The first station at the site, under the name Leamington was opened by the Great Western Railway (GWR) on its new main line between Birmingham, Oxford and London in 1852. It was later renamed Leamington Spa in 1913.

This was not the first station in Leamington; the London and North Western Railway (LNWR) had reached the town eight years earlier in 1844, with a branch line from Coventry. That line, however, terminated about 0.7 mi from the town centre, at Milverton station. The opening of the GWR line compelled the LNWR to extend their Coventry branch into the centre of Leamington, and join it end-on to their new branch to Rugby, and in 1854 they opened a new station directly alongside the GWR station known as Leamington Spa (Avenue). In 1864, a connection was made between the GWR and LNWR lines at Leamington, which was mainly used to exchange goods traffic.

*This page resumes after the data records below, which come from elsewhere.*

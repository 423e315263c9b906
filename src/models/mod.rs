//! Core data models for the reader
//!
//! This module contains the section/option store and the error types,
//! separated from the parsing and resolution logic that operates on them.
//!
//! # Usage
//!
//! ```rust
//! use iniconf::models::ConfigFile;
//!
//! let mut config = ConfigFile::new();
//! config.add_option("Server", "Host", "example.com");
//!
//! assert!(config.has_section("server"));
//! assert_eq!(config.get_raw_string("SERVER", "host").unwrap(), "example.com");
//! ```

mod config_file;
pub mod errors;

pub use config_file::ConfigFile;
pub(crate) use config_file::{option_key, section_key};
pub use errors::{GetError, GetErrorKind, ReadError, ReadErrorKind};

James G. Batterson, the founder of American insurance giant The Travelers Companies, claimed that he first became aware of accident insurance in 1859 when he bought a railway ticket from this station to London which included accidental death insurance up to the amount of £1,000.

In the 1930s, GWR took advantage of a government loan guarantee scheme to fund improvements to their railway network; one of these improvements was the complete rebuilding between 1937 and 1939 of their station at Leamington in the then popular Art Deco style, to the designs of the GWR's chief architect Percy Emerson Culverhouse.

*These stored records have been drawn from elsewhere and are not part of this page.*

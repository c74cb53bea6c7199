//! Request-scoped data models for the asset gateway.
//!
//! Every value here lives for exactly one invocation: the canonical key
//! derived from the raw path, the access decision, the fetched object, the
//! content plan for its suffix, and the envelope handed back to the trigger.

pub mod access;
pub mod content;
pub mod envelope;
pub mod key;
pub mod object;
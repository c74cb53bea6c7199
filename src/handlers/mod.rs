pub mod asset_handlers;
pub mod health_handlers;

The station came under the control of the Western Region of British Railways in 1948, which renamed the station Leamington Spa (General) in 1950, before reverting to Leamington Spa in 1968. In 1965, British Rail (BR) closed down the adjacent Leamington Spa (Avenue) station and the branch to Rugby; it diverted the Coventry branch into the ex-GWR station via a new connection. Prior to this, there had only been sidings connecting the Coventry line to the ex-GWR line, used for the exchange of goods wagons. BR also removed passenger services from the Coventry branch at the same time, and closed all of the intermediate stations, leaving it open for freight trains only. This lasted until 1977, when BR resumed passenger trains between Leamington and Coventry.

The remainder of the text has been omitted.